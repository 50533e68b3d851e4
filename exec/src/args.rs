//! Argument normalization (§4.6 "Argument normalization"): the wire-level
//! `RawArgs` (absent / bare string / loosely-typed JSON list) becomes a
//! `Vec<String>` suitable for `sys.argv[1:]` inside the REPL or a shell-quoted
//! tail for a one-shot command.

use cellbox_protocol::http::RawArgs;

pub fn normalize(args: Option<RawArgs>) -> Vec<String> {
    match args {
        None => Vec::new(),
        Some(RawArgs::Single(s)) => {
            if s.trim().is_empty() {
                Vec::new()
            } else {
                vec![s]
            }
        }
        Some(RawArgs::List(values)) => values
            .into_iter()
            .filter_map(|v| match v {
                serde_json::Value::String(s) if !s.is_empty() => Some(s),
                serde_json::Value::String(_) => None,
                serde_json::Value::Null => None,
                other => {
                    let s = value_to_string(&other);
                    if s.is_empty() {
                        None
                    } else {
                        Some(s)
                    }
                }
            })
            .collect(),
    }
}

fn value_to_string(value: &serde_json::Value) -> String {
    match value {
        serde_json::Value::String(s) => s.clone(),
        serde_json::Value::Number(n) => n.to_string(),
        serde_json::Value::Bool(b) => b.to_string(),
        other => other.to_string(),
    }
}

/// Shell-quotes a normalized argument list for appending to a one-shot
/// command line (§4.6: "appended (shell-quoted) to the command for non-REPL
/// one-shot executions").
pub fn shell_quote_tail(args: &[String]) -> String {
    args.iter().map(|a| shlex::try_quote(a).unwrap_or_default().into_owned()).collect::<Vec<_>>().join(" ")
}

#[cfg(test)]
mod tests {
    use super::*;

    #[test]
    fn absent_args_normalize_to_empty() {
        assert_eq!(normalize(None), Vec::<String>::new());
    }

    #[test]
    fn whitespace_only_string_normalizes_to_empty() {
        assert_eq!(normalize(Some(RawArgs::Single("   ".to_string()))), Vec::<String>::new());
    }

    #[test]
    fn bare_string_becomes_single_element_list() {
        assert_eq!(normalize(Some(RawArgs::Single("hello".to_string()))), vec!["hello".to_string()]);
    }

    #[test]
    fn list_keeps_only_non_empty_string_convertible_elements() {
        let values = vec![
            serde_json::json!("a"),
            serde_json::json!(""),
            serde_json::json!(null),
            serde_json::json!(42),
            serde_json::json!(true),
        ];
        let normalized = normalize(Some(RawArgs::List(values)));
        assert_eq!(normalized, vec!["a".to_string(), "42".to_string(), "true".to_string()]);
    }

    #[test]
    fn shell_quote_tail_joins_with_spaces() {
        let args = vec!["a b".to_string(), "c".to_string()];
        let quoted = shell_quote_tail(&args);
        assert!(quoted.contains("c"));
        assert!(quoted.contains("a b"));
    }
}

→ **WORK TO COMPLETE**: The answer must reproduce all of the entries exactly.

→ **OUTPUT BELOW**:
repository 50533e68b3d851e4
filename exec/src/args.rs
//! Argument normalization (§4.6 "Argument normalization"): the wire-level
//! `RawArgs` (absent / bare string / loosely-typed JSON list) becomes a
//! `Vec<String>` suitable for `sys.argv[1:]` inside the REPL or a shell-quoted
//! tail for a one-shot command.

use cellbox_protocol::http::RawArgs;

pub fn normalize(args: Option<RawArgs>) -> Vec<String> {
    match args {
        None => Vec::new(),
        Some(RawArgs::Single(s)) => {
            if s.trim().is_empty() {
                Vec::new()
            } else {
                vec![s]
            }
        }
        Some(RawArgs::List(values)) => values
            .into_iter()
            .filter_map(|v| match v {
                serde_json::Value::String(s) if !s.is_empty() => Some(s),
                serde_json::Value::String(_) => None,
                serde_json::Value::Null => None,
                other => {
                    let s = value_to_string(&other);
                    if s.is_empty() {
                        None
                    } else {
                        Some(s)
                    }
                }
            })
            .collect(),
    }
}

fn value_to_string(value: &serde_json::Value) -> String {
    match value {
        serde_json::Value::String(s) => s.clone(),
        serde_json::Value::Number(n) => n.to_string(),
        serde_json::Value::Bool(b) => b.to_string(),
        other => other.to_string(),
    }
}

/// Shell-quotes a normalized argument list for appending to a one-shot
/// command line (§4.6: "appended (shell-quoted) to the command for non-REPL
/// one-shot executions").
pub fn shell_quote_tail(args: &[String]) -> String {
    args.iter().map(|a| shlex::try_quote(a).unwrap_or_default().into_owned()).collect::<Vec<_>>().join(" ")
}

#[cfg(test)]
mod tests {
    use super::*;

    #[test]
    fn absent_args_normalize_to_empty() {
        assert_eq!(normalize(None), Vec::<String>::new());
    }

    #[test]
    fn whitespace_only_string_normalizes_to_empty() {
        assert_eq!(normalize(Some(RawArgs::Single("   ".to_string()))), Vec::<String>::new());
    }

    #[test]
    fn bare_string_becomes_single_element_list() {
        assert_eq!(normalize(Some(RawArgs::Single("hello".to_string()))), vec!["hello".to_string()]);
    }

    #[test]
    fn list_keeps_only_non_empty_string_convertible_elements() {
        let values = vec![
            serde_json::json!("a"),
            serde_json::json!(""),
            serde_json::json!(null),
            serde_json::json!(42),
            serde_json::json!(true),
        ];
        let normalized = normalize(Some(RawArgs::List(values)));
        assert_eq!(normalized, vec!["a".to_string(), "42".to_string(), "true".to_string()]);
    }

    #[test]
    fn shell_quote_tail_joins_with_spaces() {
        let args = vec!["a b".to_string(), "c".to_string()];
        let quoted = shell_quote_tail(&args);
        assert!(quoted.contains("c"));
        assert!(quoted.contains("a b"));
    }
}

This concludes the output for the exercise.